Better care for injured and ailing joints
Bone morphogenetic protein (BMP) research was the result of work begun with OREF funding. Additional research, also supported by OREF funding, resulted in the next generation of BMPs and collagraft, a synthetic bone graft substitute that meant better bone fusions and prosthetic joints that function better and last longer.
OREF also provided funding for investigations of the causes of joint distress in patients with rheumatoid arthritis (RA) and other arthritic conditions. When scientists realized that RA is an autoimmune disease, they could begin to see how the environment leading to the destruction of bone, cartilage, and ligaments developed. More importantly, they could investigate specific therapies and approaches to stop the destruction and care for arthritic joints.
“Looking back, you can see how OREF-funded work enabled other people to develop specific therapeutic drugs,” Dr. Goldberg explains. “Many current drug treatments are directed toward specific chemokines, or mediators of inflammation.”
Lessening the trauma
Traumatic injury treatments are also on the list of OREF-funded orthopaedic advancements, including the following emerging treatments:
- new methods to stimulate healing and improve outcomes for older children and adults who have sustained from ischemic hip injuries
- new knowledge of the forces transferred from the hand to the elbow, which could lead to better treatment for forearm injuries that disrupt stability between the radius and ulna
- anterior decompression for spinal cord injury
“I believe the whole concept of anterior decompression for spinal cord injuries, which was developed in conjunction with the initial OREF-funded experimental work, has revolutionized the care of spinal cord injuries,” said Henry H. Bohlman, MD, of Cleveland, who received OREF research grants in 1974 and 1978. “This has now become accepted worldwide, with stabilization, as the treatment of choice and has resulted in far superior recovery of neurologic function and paralysis.”
Better treatment results
OREF-funded investigations are searching for the cause of clubfoot deformity—localizing the gene that causes the deformity to develop better treatment strategies—and analyzing current treatment strategies to determine which methods optimize results.
“It is difficult for doctors to agree on the best method for assessing the results of treatment for clubfoot and other foot deformities, which makes it difficult to agree upon the best method for treatment,” said John G. Thometz, MD, of Milwaukee. “This research attempts to identify which parameters define an optimal functional result for treatment for congenital clubfoot patients and will help orthopedic surgeons standardize results to improve patient care.”
Supporting the future
All of these orthopaedic advancements were realized through education and research, which, in turn, require financial support.
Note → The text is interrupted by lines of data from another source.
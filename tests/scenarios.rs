//! End-to-end scenarios for the move resolver and the simulation driver.
//!
//! Run with: cargo test scenarios

#![allow(missing_docs)]
#![allow(clippy::unwrap_used)]

use std::io::Write;

use flagwar::game::{
    Direction, GameState, MoveOutcome, Occupant, PlayerId, Position, Strategy, Team, attempt_move,
    check_invariants,
};
use flagwar::report::{format_scoreboard, render_map};
use flagwar::simulation::{SimConfig, Simulation, TeamStrategies, run_simulation};
use flagwar::GameError;

fn pos(x: i32, y: i32) -> Position {
    Position::new(x, y)
}

#[test]
fn test_scenario_rock_walks_and_defeats_scissors() {
    let mut state = GameState::parse("R.S").unwrap();
    let rock = PlayerId(0);
    let scissors = PlayerId(1);

    let outcome = attempt_move(&mut state, rock, pos(0, 0), Direction::Right).unwrap();
    assert_eq!(outcome, MoveOutcome::Moved { to: pos(1, 0) });
    assert_eq!(state.grid.get(pos(1, 0)).unwrap(), Some(Occupant::Player(rock)));
    assert_eq!(state.grid.get(pos(0, 0)).unwrap(), None);

    let outcome = attempt_move(&mut state, rock, pos(1, 0), Direction::Right).unwrap();
    assert_eq!(
        outcome,
        MoveOutcome::Won {
            defender: scissors,
            to: pos(2, 0)
        }
    );
    assert!(!state.players[1].alive);
    assert_eq!(state.position_of(scissors), Err(GameError::NotFound(Occupant::Player(scissors))));
    assert_eq!(state.position_of(rock).unwrap(), pos(2, 0));
    assert_eq!(state.players[0].killed_players, 1);
    assert!(check_invariants(&state).is_empty());
}

#[test]
fn test_scenario_rock_walks_into_stronger_paper() {
    let mut state = GameState::parse("R.P").unwrap();
    attempt_move(&mut state, PlayerId(0), pos(0, 0), Direction::Right).unwrap();
    let outcome = attempt_move(&mut state, PlayerId(0), pos(1, 0), Direction::Right).unwrap();

    // The defender advances into the loser's cell
    assert_eq!(
        outcome,
        MoveOutcome::Lost {
            defender: PlayerId(1),
            defender_to: pos(1, 0)
        }
    );
    assert!(!state.players[0].alive);
    assert_eq!(state.players[1].killed_players, 1);
    assert_eq!(render_map(&state), ".P.\n");
}

#[test]
fn test_scenario_flag_capture() {
    let mut state = GameState::parse("RF").unwrap();
    let outcome = attempt_move(&mut state, PlayerId(0), pos(0, 0), Direction::Right).unwrap();

    assert!(matches!(outcome, MoveOutcome::Captured { to, .. } if to == pos(1, 0)));
    assert_eq!(state.players[0].captured_flags, 1);
    assert_eq!(state.position_of(PlayerId(0)).unwrap(), pos(1, 0));
    assert!(state.flags[0].captured);
    assert!(state.grid.occupied().all(|(_, o)| !matches!(o, Occupant::Flag(_))));
}

#[test]
fn test_captured_flag_cannot_be_recaptured() {
    let mut state = GameState::parse("RF.").unwrap();
    attempt_move(&mut state, PlayerId(0), pos(0, 0), Direction::Right).unwrap();
    attempt_move(&mut state, PlayerId(0), pos(1, 0), Direction::Right).unwrap();
    let outcome = attempt_move(&mut state, PlayerId(0), pos(2, 0), Direction::Left).unwrap();

    assert_eq!(outcome, MoveOutcome::Moved { to: pos(1, 0) });
    assert_eq!(state.players[0].captured_flags, 1);
}

#[test]
fn test_scenario_no_uncaptured_flags() {
    let state = GameState::parse("R..\n.P.").unwrap();
    assert_eq!(state.nearest_flag_position(PlayerId(0)), Err(GameError::NoUncapturedFlags));

    let mut state = GameState::parse("RF").unwrap();
    attempt_move(&mut state, PlayerId(0), pos(0, 0), Direction::Right).unwrap();
    assert_eq!(state.nearest_flag_position(PlayerId(0)), Err(GameError::NoUncapturedFlags));
}

#[test]
fn test_scenario_off_grid_is_noop() {
    let mut state = GameState::parse("R.\n.F").unwrap();
    let before = state.clone();

    for direction in [Direction::Up, Direction::Left] {
        let outcome = attempt_move(&mut state, PlayerId(0), pos(0, 0), direction).unwrap();
        assert_eq!(outcome, MoveOutcome::OffGrid);
    }
    assert_eq!(state, before);
}

#[test]
fn test_same_team_is_noop() {
    let mut state = GameState::parse("SS").unwrap();
    let before = state.clone();
    let outcome = attempt_move(&mut state, PlayerId(0), pos(0, 0), Direction::Right).unwrap();
    assert_eq!(outcome, MoveOutcome::Stalemate { other: PlayerId(1) });
    assert_eq!(state, before);
}

#[test]
fn test_origin_is_top_left() {
    let state = GameState::parse("P..\n..F\n.R.").unwrap();
    assert_eq!(state.position_of(PlayerId(0)).unwrap(), pos(0, 0));
    assert_eq!(state.position_of(PlayerId(1)).unwrap(), pos(1, 2));
    assert_eq!(state.grid.get(pos(2, 1)).unwrap(), Some(Occupant::Flag(flagwar::FlagId(0))));
    assert_eq!(pos(1, 1).step(Direction::Up), pos(1, 0));
}

#[test]
fn test_round_trip() {
    let layout = "R...F\n.P.S.\nF.R..\n";
    let state = GameState::parse(layout).unwrap();
    assert_eq!(render_map(&state), layout);

    let reparsed = GameState::parse(&render_map(&state)).unwrap();
    assert_eq!(reparsed, state);
}

#[test]
fn test_malformed_maps() {
    assert!(matches!(GameState::parse(""), Err(GameError::MalformedMap { line: 0, .. })));
    assert!(matches!(
        GameState::parse("R..\nF.\n..."),
        Err(GameError::MalformedMap { line: 2, .. })
    ));
}

#[test]
fn test_full_game_three_teams() {
    let layout = "\
R.......F
.........
....S....
.........
F.......P
";
    let result = run_simulation(layout, &SimConfig::default()).unwrap();

    assert!(result.cycles_played > 0);
    assert!(result.cycles_played <= 200);
    let captures: u32 = result.players.iter().map(|p| p.captured_flags).sum();
    assert_eq!(captures as usize, result.flags_captured);
    let kills: u32 = result.players.iter().map(|p| p.killed_players).sum();
    assert_eq!(kills as usize, result.dead_players);
}

#[test]
fn test_game_ends_when_flags_run_out() {
    let result = run_simulation("R.F.F", &SimConfig::default()).unwrap();
    assert_eq!(result.flags_captured, 2);
    assert_eq!(result.cycles_played, 4);
    assert_eq!(result.players[0].score, 20);
}

#[test]
fn test_simulation_step_by_step() {
    let state = GameState::parse("S..\nP.F").unwrap();
    let config = SimConfig {
        strategies: TeamStrategies::uniform(Strategy::SeekFlag),
        ..SimConfig::default()
    };
    let mut sim = Simulation::new(state, config);

    while !sim.is_over() {
        sim.run_cycle().unwrap();
        assert!(check_invariants(sim.state()).is_empty());
    }
    assert!(sim.state().all_flags_captured());

    let board = format_scoreboard(sim.state(), &config.scoring);
    assert!(board.lines().next().unwrap().ends_with("Points: 10"));
}

#[test]
fn test_config_file() {
    let mut file = tempfile::NamedTempFile::new().unwrap();
    write!(
        file,
        r#"{{
            "max_cycles": 50,
            "scoring": {{ "flag": 3, "kill": 1 }},
            "strategies": {{ "rock": "reactive", "paper": "reactive", "scissors": "seek_flag" }}
        }}"#
    )
    .unwrap();

    let config = SimConfig::load(file.path()).unwrap();
    assert_eq!(config.max_cycles, 50);
    assert_eq!(config.scoring.flag, 3);
    assert_eq!(config.strategies.for_team(Team::Scissors), Strategy::SeekFlag);
    assert_eq!(config.strategies.for_team(Team::Rock), Strategy::Reactive);

    let result = run_simulation("R.F", &config).unwrap();
    assert_eq!(result.players[0].score, 3);
}

#[test]
fn test_config_file_rejects_bad_strategy() {
    let mut file = tempfile::NamedTempFile::new().unwrap();
    write!(file, r#"{{ "strategies": {{ "rock": "teleport" }} }}"#).unwrap();
    assert!(SimConfig::load(file.path()).is_err());
}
“If my generation doesn’t provide for the young people coming into orthopaedics now to continue research,” says
Dr. Goldberg, “20 to 40 years from now, orthopaedics will not have reached its full potential of devising unique, effective ways to manage orthopaedic problems. I feel very strongly that supporting research and education is a responsibility and that my contribution is doing something for the future.”